Lost Treasures of the 20th Century
May 26, 2015
Today we're going to put on our best pith helmet, grab a metal detector and go in search of great lost treasures of the recent past. Contrary to urban legend, not all hidden stacks of cash and gold are 17th century buried pirate chests or great old Viking hordes found in the peat bogs of England. There are countless cases of stolen cash, plundered war loot, lost heists and treasures that have simply disappeared — and they're all in the recent past.
Please note that many of these are legendary and probably don't exist. Some others are lost for a good reason — they're in incredibly inhospitable environments, and searching for them has claimed lives in a few cases. So please don't go looking for them.
We'll start with some lost treasures that were plundered during World War II.

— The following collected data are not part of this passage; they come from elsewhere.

//! tranche-middleware
//!
//! Ready-made collaborators for the range cache:
//!
//! - [`MemoryStore`]: an in-process [`CacheStore`](tranche_core::CacheStore)
//!   honouring per-entry TTLs, for single-node deployments and tests.
//! - [`RetryingUpstream`]: wraps any [`UpstreamFetch`](tranche_core::UpstreamFetch)
//!   and retries upstream failures with exponential backoff and jitter. The
//!   range cache itself never retries, so this is where retry policy lives.
#![warn(missing_docs)]

mod memory;
mod retry;

pub use crate::memory::MemoryStore;
pub use crate::retry::{RetryingUpstream, jitter_wait};
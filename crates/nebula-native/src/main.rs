use std::path::PathBuf;
use std::time::Instant;

use nebula_core::{AnimationLoop, Lifecycle, Raster, Scheduler, Viewport};
use winit::{
    dpi::LogicalSize,
    event::*,
    event_loop::EventLoop,
    keyboard::{Key, NamedKey},
    window::{Window, WindowBuilder},
};

mod present;
mod settings;

use present::GpuState;

/// Frames map onto `request_redraw`; winit has no way to retract one, so a
/// cancelled token is simply forgotten and the next redraw only re-presents.
struct WindowScheduler<'w> {
    window: &'w Window,
    listening: bool,
    next_token: u64,
    pending: Option<u64>,
}

impl<'w> WindowScheduler<'w> {
    fn new(window: &'w Window) -> Self {
        Self {
            window,
            listening: false,
            next_token: 0,
            pending: None,
        }
    }
}

impl Scheduler for WindowScheduler<'_> {
    type FrameToken = u64;
    type ListenerToken = ();

    fn attach_resize(&mut self) -> nebula_core::Result<()> {
        self.listening = true;
        Ok(())
    }

    fn detach_resize(&mut self, _token: ()) {
        self.listening = false;
    }

    fn request_frame(&mut self) -> nebula_core::Result<u64> {
        self.next_token += 1;
        self.pending = Some(self.next_token);
        self.window.request_redraw();
        Ok(self.next_token)
    }

    fn cancel_frame(&mut self, token: u64) {
        if self.pending == Some(token) {
            self.pending = None;
        }
    }
}

fn main() -> anyhow::Result<()> {
    env_logger::builder()
        .filter_level(log::LevelFilter::Info)
        .parse_default_env()
        .init();

    let config_path = std::env::args().nth(1).map(PathBuf::from);
    let seed = std::env::var(settings::SEED_ENV).ok();
    let config = settings::load(config_path.as_deref(), seed.as_deref())?;

    let event_loop = EventLoop::new()?;
    let window = WindowBuilder::new()
        .with_title("Nebula (native)")
        .with_inner_size(LogicalSize::new(1280.0, 720.0))
        .build(&event_loop)?;

    let mut gpu = pollster::block_on(GpuState::new(&window))?;
    let size = window.inner_size();
    let (rw, rh) = settings::raster_size(size.width, size.height);
    let mut raster = Raster::new(rw, rh);
    let mut anim = AnimationLoop::mount(WindowScheduler::new(&window), config, Viewport::new(rw, rh))?;
    anim.start()?;

    event_loop.run(move |event, elwt| match event {
        Event::WindowEvent {
            event: WindowEvent::Resized(size),
            ..
        } => {
            gpu.resize(size);
            if anim.scheduler().listening {
                let (w, h) = settings::raster_size(size.width, size.height);
                anim.on_resize(w, h, &mut raster);
            }
        }
        Event::WindowEvent {
            event: WindowEvent::CloseRequested,
            ..
        }
        | Event::WindowEvent {
            event:
                WindowEvent::KeyboardInput {
                    event:
                        KeyEvent {
                            logical_key: Key::Named(NamedKey::Escape),
                            state: ElementState::Pressed,
                            ..
                        },
                    ..
                },
            ..
        } => {
            if anim.state() != Lifecycle::Unmounted {
                if let Err(e) = anim.dispose() {
                    log::warn!("dispose: {e}");
                }
            }
            elwt.exit();
        }
        Event::WindowEvent {
            event: WindowEvent::RedrawRequested,
            ..
        } => {
            if anim.scheduler().pending.is_some() {
                if let Err(e) = anim.on_frame(Instant::now(), &mut raster) {
                    log::error!("frame error: {e}");
                    elwt.exit();
                    return;
                }
            }
            match gpu.render(&raster) {
                Ok(()) => {}
                Err(wgpu::SurfaceError::Lost) => gpu.resize(gpu.window.inner_size()),
                Err(wgpu::SurfaceError::OutOfMemory) => elwt.exit(),
                Err(_) => {}
            }
        }
        _ => {}
    })?;
    Ok(())
}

Yamashita's gold — One of the most persistent rumors surrounding the Pacific War is that Japanese General Tomoyuki Yamashita hid a massive gold horde in a giant underground complex of caves and tunnels on a remote island in the Philippines. How massive is Yamashita's horde supposed to be? Some rumors place its combined size at 170,000 tons and a value of over $100 TRILLION. This number is preposterous, however, as it's more gold than has ever been mined in history, and the very existence of the actual treasure is disputed. Since none of the people associated with its capture are still alive, we'll probably never know for sure where it is, how much there is, or if it's there at all. There was a highly publicized court case between a Filipino treasure hunter and deposed Filipino president Ferdinand Marcos over a large amount of gold found in the 70's that was supposedly from the Yamashita treasure, but it's never been proven conclusively where the gold came from.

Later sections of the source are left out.